Merveille Goblet

Personal information
- Date of birth: 20 November 1994 (age 31)
- Place of birth: Jette, Belgium
- Height: 1.80 m (5 ft 11 in)
- Position: Goalkeeper

Team information
- Current team: KSC Blankenberge
- Number: 1

Youth career
- 2012–2013: Standard Liège

Senior career*
- Years: Team / Apps / (Gls)
- 2013–2015: Standard Liège / 0 / (0)
- 2013–2015: → Tubize (loan) / 50 / (0)
- 2015–2018: Waasland-Beveren / 41 / (0)
- 2019–2021: Cercle Brugge / 0 / (0)
- 2021–2023: Mandel United / 48 / (0)
- 2023–2025: Knokke / 62 / (0)
- 2025–: KSC Blankenberge / 0 / (0)

International career
- 2010: Belgium U16 / 2 / (0)
- 2011: Belgium U17 / 2 / (0)
- 2011–2012: Belgium U18 / 3 / (0)
- 2012: Belgium U19 / 6 / (0)

= Merveille Goblet =

Belgian footballer

Merveille Goblet (born 20 November 1994) is a Belgian professional footballer who plays as a goalkeeper for KSC Blankenberge.

== Club career ==

Goblet is a youth exponent from Standard Liège. He played on loan for AFC Tubize during the season 2013/14 and 2014/15. In 2015, he joined Waasland-Beveren.
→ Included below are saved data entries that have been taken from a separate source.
use std::{
    fs::File,
    io::{BufWriter, Write},
    path::PathBuf,
};

use anyhow::{bail, Context};
use tracing::info;

use super::{convert, ConvertOptions};
use crate::{
    edgelist::{EdgeFileReader, OutputSinks},
    report::ConversionReport,
};

/// Paths and options of a conversion between files.
#[derive(Debug, Clone, Default)]
pub struct FileConversion {
    pub input: PathBuf,
    pub output: Option<PathBuf>,
    pub text_output: Option<PathBuf>,
    pub map_file: Option<PathBuf>,
    pub options: ConvertOptions,
}

impl FileConversion {
    pub fn validate(&self) -> anyhow::Result<()> {
        if self.input.as_os_str().is_empty()
            || (self.output.is_none() && self.text_output.is_none())
        {
            bail!("Need input and output files");
        }
        Ok(())
    }
}

/// Reads the binary edge list at `input` and writes the requested outputs.
///
/// Nothing is read or written if the configuration is incomplete.
pub fn convert_files(conversion: &FileConversion) -> anyhow::Result<ConversionReport> {
    conversion.validate()?;

    let input = &conversion.input;
    let reader = EdgeFileReader::open(input)
        .with_context(|| format!("Failed to open input file {}", input.display()))?;
    let input_edges = reader.number_of_edges();
    info!("Input file {} contains {input_edges} edges", input.display());

    let mut mapping = match &conversion.map_file {
        Some(path) => Some(BufWriter::new(File::create(path).with_context(|| {
            format!("Failed to create mapping file {}", path.display())
        })?)),
        None => None,
    };

    let (report, sinks) = convert(
        reader,
        input_edges,
        &conversion.options,
        |number_of_edges| {
            OutputSinks::create(
                conversion.output.as_deref(),
                conversion.text_output.as_deref(),
                number_of_edges,
            )
        },
        mapping.as_mut().map(|w| w as &mut dyn Write),
    )?;

    sinks.finish().context("Failed to close output files")?;
    if let Some(mut mapping) = mapping {
        mapping.flush().context("Failed to close mapping file")?;
    }

    Ok(report)
}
On 3 October 2015, he made his Belgian Pro League debut with Waasland-Beveren against Sint-Truiden.

On 8 May 2023, Royal Knokke announced the signing of Goblet, from the upcoming season, on a two-year contract with an option to extend it.

==International career==
Goblet is Belgian-born of Congolese descent, and is a youth international for Belgium.